Beyond the experience of duality

The Silence and Solitude of the Heart



(Shantivanam 1991)


The goal of monastic life has always been seen in terms of seeking God. St. Benedict asks of the novice, does he truly seek God, and in India this search for God has gone on from the time of the Vedas giving birth to different forms of monastic life, Hindu, Buddhist and Jain. In our ashram we try to combine the tradition of ashram life in India with that of monastic life in the West, particularly as it has come down in the tradition of Camaldoli. St. Romuald in the eleventh century gave the monastic life this particular form combining community and solitary life but also evangelical life or the life of the wandering monk. We feel that each of these paths has its own special value.

The common life is, of course, basic both to the monastic and the Christian tradition in the West. The apostles after Pentecost are described as remaining in the teaching of the apostles, the common life, the breaking of the bread and the prayers. This was always seen as a model of monastic life in later times. In India, on the other hand, the emphasis has always been on the solitary life. Hinduism itself is not so much a common religion as a way of life with many paths by which the individual can reach God. Of these the way of Sannyasa, of renunciation of marriage and property and all human attachments in order to give oneself to God alone, has always been seen as the highest ideal.

There is therefore a deep difference at the heart of each religion. Christianity has always been concerned with the common life, whether in the home or in a religious community and this naturally demands a certain organisation and structure. Hindu sannyasa, on the other hand, calls for the utmost freedom. The guru at the conclusion of his initiation says to the Sannyasi: go, my son, go over the wide spaces of the earth, go to the beyond The only bond which binds a sannyasi is the bond with the guru. The guru is God and it is in and through him that the sannyasi finds God. 

This raises a problem for the Christian monk. For him Christ can be the only true guru – the sat-guru – and any other spiritual guide can only represent Christ. Moreover his discipleship of Christ calls for his membership in the body of Christ and the demands which the common life makes upon him. How can these opposite demands be met? Swami Abhishiktananda was faced with this problem all his life and in the end opted for pure sannyasa, renouncing all human ties while yet keeping a link with the church. But this does not seem to be an adequate answer and Abhishiktananda was never able finally to resolve the problem.

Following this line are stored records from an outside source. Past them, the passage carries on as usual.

//! Engine-wide constants for tuning and folder naming
//!
//! Centralizes magic numbers to make them discoverable and configurable.

/// The primary folder. Threads carrying it are "not archived".
pub const INBOX: &str = "inbox";

pub const ARCHIVE: &str = "archive";

pub const TRASH: &str = "trash";

/// Folder aliases that back primary navigation. They always get a column and
/// are force-updated on every projection pass.
pub const ALWAYS_VISIBLE_FOLDERS: [&str; 6] = [INBOX, "sent", "drafts", ARCHIVE, TRASH, "spam"];

/// Folders searched after the configured columns when a search runs.
pub const SEARCH_TRAILING_FOLDERS: [&str; 2] = [INBOX, ARCHIVE];

/// Maximum number of transport requests in flight at once.
/// Most IMAP servers tolerate a handful of concurrent connections per user.
pub const DEFAULT_MAX_CONCURRENT_REQUESTS: usize = 4;

/// Delay in milliseconds before an undoable action is committed.
/// Allows user to undo within this time window.
pub const DEFAULT_UNDO_MS: u64 = 5000;

/// Interval in milliseconds between periodic folder syncs in live mode.
pub const DEFAULT_SYNC_INTERVAL_MS: u64 = 60_000;

/// Number of emails requested per folder fetch.
pub const DEFAULT_BATCH_SIZE: u32 = 50;

/// Number of batches loaded on the first fetch of a folder.
pub const DEFAULT_INITIAL_BATCHES: u32 = 3;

Can the tradition of Camaldoli provide an answer to this problem? St. Romuald started life as a Benedictine monk, but he felt more and more drawn to solitary life and, though he never broke his bond with the Benedictine life, he devoted himself above all to solitary prayer and surrender to God alone. Is this perhaps a model for a monk today? Thomas Merton felt the same call to monastic life but sought more and more for solitude within the monastic calling. In the Eastern church also, which no doubt influenced St. Romuald, solitary life was seen as the highest expression of the monastic calling.

Behind this question of solitary or community life lies the still more profound question of the nature of prayer. St. Benedict organised the monastic life round the common prayer of the liturgy, and gave lectio divina, the meditative reading of the Scriptures, as the principal spiritual discipline. But beyond the prayer of the liturgy, the prayer of words and thoughts, there is in Christian tradition the pure prayer of Evagrius, where the mind goes beyond word and thought and enters into the immediate presence of God. It is here that the monastic tradition of the West comes closest to the oriental tradition. In all oriental tradition, both Buddhist and Hindu, the aim is to transcend both the senses and the mind and enter into the deep self, the point of the spirit, where the human touches the divine.

It would seem that this is where we are being led as a Benedictine ashram. We can accept the basic structure of monastic life with its common prayer, study and work, but within this structure each monk is free to follow the inner call of the Spirit and enter into the silence and solitude of the heart, where God is immediately present. It is in this inner centre that we join with the Hindu, the Buddhist, the Jain and all who truly seek God. An ashram is not so much an exterior place as an interior space. It is this space of the heart – what the Upanishads call the space in the heart of the lotus – that an ashram has to provide. People today all over the world are in search of this inner space, this point of communion with God. Only where people are continually living in search of God, seeking him with all their heart can this space be found. That is the responsibility of an ashram, to provide this space of the heart, where each person can find the inner space, the ashram, in their own heart and the world can find a peace in the midst of confusion.